Nuovi negoziati, stessi rischi di personalizzazione
Dopo quasi cinque anni ai vertici del governo internazionalmente riconosciuto della Libia, al Serraj sembra intenzionato a fare un passo indietro anche in vista del processo che potrebbe mettersi in moto con la prossima conferenza di Ginevra in programma per ottobre. Da una parte, l’aspettativa che da questo incontro possano scaturire passi concreti per far avanzare il Paese verso la pacificazione, la ricostruzione istituzionale e le elezioni deve essere smorzata dalla consapevolezza che tutto dipenderà dalla tenuta o meno e dai termini del possibile accordo turco-russo sulla Libia, secondo il modello già sperimentato in Siria. Sia Haftar sia i suoi sostenitori di punta, ovvero gli Emirati Arabi Uniti, sembrano avere ancora tutte le carte in regole per provare a far fallire qualsiasi tentativo di negoziato.
Dall’altra, l’attenzione e l’apprensione generate dall’annuncio delle dimissioni di al Serraj tra gli analisti e i politici europei sono un esempio lampante dell’eccessiva personalizzazione che ha caratterizzato il conflitto e la ricerca di una risoluzione a esso. Tale approccio è ulteriormente accentuato dal fatto che si è già scatenata una serrata lotta per accaparrarsi la posizione di primo ministro e ognuna delle parti coinvolte nel conflitto sta lustrando i propri cavalli di battaglia.
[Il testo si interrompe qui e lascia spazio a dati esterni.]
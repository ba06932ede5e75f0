use std::sync::Arc;

use awards_progress_lib::db::repositories::collection::{Collection, CollectionRepository};
use awards_progress_lib::db::repositories::memory_repository::InMemoryRepository;
use awards_progress_lib::db::repositories::milestone_repository::MilestoneRepository;
use awards_progress_lib::db::DbPool;
use awards_progress_lib::models::achievement::{
    Achievement, AchievementCategory, AchievementRarity,
};
use awards_progress_lib::models::metric::{
    MetricCategory, MetricPeriod, PerformanceMetric, PerformanceMetricUpdate, Trend,
};
use awards_progress_lib::models::milestone::{
    Milestone, MilestoneCategory, MilestonePriority, NewMilestone, TEN_NOMINEES,
};
use awards_progress_lib::models::snapshot::{ProgressSnapshot, SnapshotMetrics};
use awards_progress_lib::services::progress_store::ProgressStore;
use awards_progress_lib::utils::clock::{Clock, FixedClock};
use awards_progress_lib::ProgressTracker;
use chrono::{Duration, NaiveDate, TimeZone, Utc};
use tempfile::tempdir;

fn clock() -> Arc<FixedClock> {
    Arc::new(FixedClock::new(
        Utc.with_ymd_and_hms(2025, 7, 14, 16, 45, 12)
            .single()
            .expect("start")
            + Duration::milliseconds(345),
    ))
}

#[test]
fn sqlite_store_round_trips_every_collection() {
    let dir = tempdir().expect("temp dir");
    let pool = DbPool::new(dir.path().join("progress.sqlite")).expect("db pool");
    let clock = clock();
    let now = clock.now();
    let store = ProgressStore::sqlite(pool.clone(), clock.clone());

    let mut milestones = Milestone::defaults(now);
    milestones[1].current = 10.0;
    milestones[1].is_completed = true;
    milestones[1].completed_at = Some(now);
    milestones.push(Milestone {
        id: "custom-team".into(),
        title: "Team drive".into(),
        description: "Collect nominations as a team".into(),
        target: 25.5,
        current: 3.25,
        unit: "nominations".into(),
        category: MilestoneCategory::Team,
        priority: MilestonePriority::Critical,
        deadline: Some(now + Duration::days(30)),
        reward: None,
        is_completed: false,
        completed_at: None,
        created_at: now,
        updated_at: now,
    });

    let metrics = vec![
        PerformanceMetric {
            id: "weekly".into(),
            name: "Weekly submissions".into(),
            value: 42.0,
            target: Some(50.0),
            unit: "nominees".into(),
            trend: Trend::Up,
            trend_percentage: 12.5,
            category: MetricCategory::Productivity,
            period: MetricPeriod::Weekly,
            last_updated: now,
        },
        PerformanceMetric {
            id: "approval".into(),
            name: "Approval rate".into(),
            value: 0.73,
            target: None,
            unit: "%".into(),
            trend: Trend::Down,
            trend_percentage: -3.0,
            category: MetricCategory::Completion,
            period: MetricPeriod::Total,
            last_updated: now,
        },
    ];

    let snapshots = vec![
        ProgressSnapshot {
            id: "snap-2".into(),
            user_id: "user-1".into(),
            date: NaiveDate::from_ymd_opt(2025, 7, 14).expect("date"),
            metrics: SnapshotMetrics {
                nominees_submitted: 4,
                nominees_approved: 2,
                quality_score: 88.5,
                completion_rate: 0.5,
                time_spent_minutes: 35,
                active_days: 1,
            },
            milestones_achieved: vec!["first-nominee".into(), "ten-nominees".into()],
            note: Some("good day".into()),
        },
        ProgressSnapshot {
            id: "snap-1".into(),
            user_id: "user-1".into(),
            date: NaiveDate::from_ymd_opt(2025, 7, 13).expect("date"),
            metrics: SnapshotMetrics::default(),
            milestones_achieved: Vec::new(),
            note: None,
        },
    ];

    let achievements = vec![Achievement {
        id: TEN_NOMINEES.into(),
        title: "Ten Nominees".into(),
        description: "Completed milestone: Ten Nominees".into(),
        icon: "🏆".into(),
        category: AchievementCategory::Milestone,
        rarity: AchievementRarity::Common,
        unlocked_at: now,
        progress: Some(10.0),
        max_progress: Some(10.0),
    }];

    store.write_milestones(&milestones);
    store.write_metrics(&metrics);
    store.write_snapshots(&snapshots);
    store.write_achievements(&achievements);

    let reopened = ProgressStore::sqlite(pool, clock);
    assert_eq!(reopened.read_milestones(), milestones);
    assert_eq!(reopened.read_metrics(), metrics);
    assert_eq!(reopened.read_snapshots(), snapshots);
    assert_eq!(reopened.read_achievements(), achievements);
}

#[test]
fn empty_collection_is_not_reseeded() {
    let dir = tempdir().expect("temp dir");
    let pool = DbPool::new(dir.path().join("progress.sqlite")).expect("db pool");
    let repository = MilestoneRepository::new(pool.clone());

    assert_eq!(repository.load().expect("load"), None);
    repository.replace(&[]).expect("replace");
    assert_eq!(repository.load().expect("load"), Some(Vec::new()));

    let store = ProgressStore::sqlite(pool, clock());
    assert!(store.read_milestones().is_empty());

    store.reset();
    assert_eq!(store.read_milestones().len(), 6);
}

#[test]
fn tracker_state_survives_reopening_the_database() {
    let dir = tempdir().expect("temp dir");
    let db_path = dir.path().join("nested").join("progress.sqlite");

    let id = {
        let tracker = ProgressTracker::open(&db_path).expect("open tracker");
        tracker.milestones().update_milestone_progress(TEN_NOMINEES, 10.0);
        tracker.metrics().update_performance_metrics(
            "user-1",
            vec![PerformanceMetricUpdate {
                id: Some("weekly".into()),
                value: Some(7.0),
                ..Default::default()
            }],
        );
        tracker.milestones().create_custom_milestone(NewMilestone {
            title: "Board review".into(),
            description: String::new(),
            target: 3.0,
            current: 0.0,
            unit: "reviews".into(),
            category: MilestoneCategory::System,
            priority: MilestonePriority::Low,
            deadline: None,
            reward: Some("Reviewer badge".into()),
        })
    };

    let tracker = ProgressTracker::open(&db_path).expect("reopen tracker");
    let ten = tracker.milestones().get_milestone(TEN_NOMINEES).expect("ten");
    assert!(ten.is_completed);
    assert_eq!(tracker.achievements().get_user_achievements("user-1").len(), 1);
    assert_eq!(tracker.metrics().get_user_performance_metrics("user-1")[0].value, 7.0);

    let custom = tracker.milestones().get_milestone(&id).expect("custom");
    assert_eq!(custom.reward.as_deref(), Some("Reviewer badge"));
    assert_eq!(tracker.milestones().get_user_milestones("user-1").len(), 6);

    tracker.reset();
    assert_eq!(tracker.milestones().list_milestones().len(), 6);
    assert!(tracker.achievements().get_user_achievements("user-1").is_empty());
    assert!(tracker.metrics().get_user_performance_metrics("user-1").is_empty());
}

#[test]
fn storage_faults_never_reach_callers() {
    let clock = clock();
    let milestones = Arc::new(InMemoryRepository::<Milestone>::new(Collection::Milestones));
    let snapshots = Arc::new(InMemoryRepository::<ProgressSnapshot>::new(
        Collection::Snapshots,
    ));
    let store = ProgressStore::new(
        milestones.clone(),
        Arc::new(InMemoryRepository::<PerformanceMetric>::new(Collection::Metrics)),
        snapshots.clone(),
        Arc::new(InMemoryRepository::<Achievement>::new(Collection::Achievements)),
        clock,
    );

    milestones.set_fail_reads(true);
    assert_eq!(store.read_milestones().len(), 6);

    milestones.set_fail_reads(false);
    milestones.set_fail_writes(true);
    store.write_milestones(&[]);
    assert_eq!(milestones.raw_payload(), None);

    snapshots.set_raw_payload("not json at all");
    assert!(store.read_snapshots().is_empty());
}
In conclusione, la probabile fuoriuscita di al Serraj avrà certamente un impatto sull’andamento del conflitto in Libia. Esso, tuttavia, non sarà tanto legato alla perdita di una figura che non si è rivelata fino a oggi particolarmente risolutiva o in grado di incidere sui processi in atto. Al contrario, i prossimi mesi saranno caratterizzati da possibili forti tensioni tra negoziati e nuovi tentativi di imporre una soluzione militare; da crescente frammentazione, soprattutto nel campo del Gna, e contestazioni dell’ordine; e da sempre maggiori forme di interferenza da parte degli attori esterni.
Si aprirà dunque una nuova fase incerta per la Libia a dieci anni ormai dall’inizio del conflitto.